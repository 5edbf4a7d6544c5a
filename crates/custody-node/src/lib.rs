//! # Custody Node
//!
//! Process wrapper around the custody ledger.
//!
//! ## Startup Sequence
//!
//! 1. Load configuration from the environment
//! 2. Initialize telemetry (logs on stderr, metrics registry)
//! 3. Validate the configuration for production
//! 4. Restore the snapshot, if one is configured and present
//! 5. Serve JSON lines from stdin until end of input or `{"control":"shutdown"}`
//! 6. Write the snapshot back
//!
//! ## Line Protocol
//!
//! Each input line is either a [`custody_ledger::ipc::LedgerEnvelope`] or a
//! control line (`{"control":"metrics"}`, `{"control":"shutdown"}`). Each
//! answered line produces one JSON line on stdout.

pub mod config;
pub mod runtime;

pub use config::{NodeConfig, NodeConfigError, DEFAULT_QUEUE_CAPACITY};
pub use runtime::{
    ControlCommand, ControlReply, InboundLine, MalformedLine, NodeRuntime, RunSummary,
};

--

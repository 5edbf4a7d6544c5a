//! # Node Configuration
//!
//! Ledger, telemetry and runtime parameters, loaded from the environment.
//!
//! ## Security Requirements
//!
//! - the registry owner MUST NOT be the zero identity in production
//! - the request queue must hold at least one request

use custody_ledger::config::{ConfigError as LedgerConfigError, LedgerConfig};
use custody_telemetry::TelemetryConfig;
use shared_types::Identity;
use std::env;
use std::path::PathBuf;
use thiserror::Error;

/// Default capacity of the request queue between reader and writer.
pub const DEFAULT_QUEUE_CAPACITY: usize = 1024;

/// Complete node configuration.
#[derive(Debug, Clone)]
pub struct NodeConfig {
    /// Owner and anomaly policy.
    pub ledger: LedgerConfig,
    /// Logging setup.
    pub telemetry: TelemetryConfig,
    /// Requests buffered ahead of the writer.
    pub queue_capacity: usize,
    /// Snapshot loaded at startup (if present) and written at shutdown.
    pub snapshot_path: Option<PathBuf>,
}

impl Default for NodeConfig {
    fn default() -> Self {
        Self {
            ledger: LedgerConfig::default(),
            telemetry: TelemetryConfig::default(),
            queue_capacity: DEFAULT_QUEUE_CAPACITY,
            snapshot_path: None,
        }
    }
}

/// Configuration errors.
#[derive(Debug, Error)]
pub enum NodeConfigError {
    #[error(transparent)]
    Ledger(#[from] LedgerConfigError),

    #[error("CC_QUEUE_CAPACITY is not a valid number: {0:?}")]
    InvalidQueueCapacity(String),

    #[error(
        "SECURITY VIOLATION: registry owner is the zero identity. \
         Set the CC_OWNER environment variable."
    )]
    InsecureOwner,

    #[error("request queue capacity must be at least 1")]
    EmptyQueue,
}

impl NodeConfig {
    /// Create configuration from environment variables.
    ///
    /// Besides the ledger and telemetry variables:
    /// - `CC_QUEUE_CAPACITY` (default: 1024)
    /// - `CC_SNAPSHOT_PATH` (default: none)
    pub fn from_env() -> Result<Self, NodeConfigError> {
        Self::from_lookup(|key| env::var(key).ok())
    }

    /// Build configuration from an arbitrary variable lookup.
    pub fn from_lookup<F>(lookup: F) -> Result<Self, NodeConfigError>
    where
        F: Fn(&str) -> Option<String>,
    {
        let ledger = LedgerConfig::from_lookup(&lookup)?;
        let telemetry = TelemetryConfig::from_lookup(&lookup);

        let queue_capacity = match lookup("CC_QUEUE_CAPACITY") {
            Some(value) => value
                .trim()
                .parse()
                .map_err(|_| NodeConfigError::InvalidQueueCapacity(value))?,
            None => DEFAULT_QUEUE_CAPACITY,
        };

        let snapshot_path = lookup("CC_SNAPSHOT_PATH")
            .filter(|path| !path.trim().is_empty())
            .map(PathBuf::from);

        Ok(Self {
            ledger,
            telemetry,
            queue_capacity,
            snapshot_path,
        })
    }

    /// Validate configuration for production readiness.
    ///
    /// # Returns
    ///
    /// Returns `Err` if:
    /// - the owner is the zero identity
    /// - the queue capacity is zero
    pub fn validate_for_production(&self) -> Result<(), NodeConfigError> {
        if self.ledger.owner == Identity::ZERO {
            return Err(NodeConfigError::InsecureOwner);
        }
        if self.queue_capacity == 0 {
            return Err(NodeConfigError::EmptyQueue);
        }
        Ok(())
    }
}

--

Task objective —
Report each line above that includes the string "Result".

Solution to this exercise —
    pub fn from_env() -> Result<Self, NodeConfigError> {
    pub fn from_lookup<F>(lookup: F) -> Result<Self, NodeConfigError>
    pub fn validate_for_production(&self) -> Result<(), NodeConfigError> {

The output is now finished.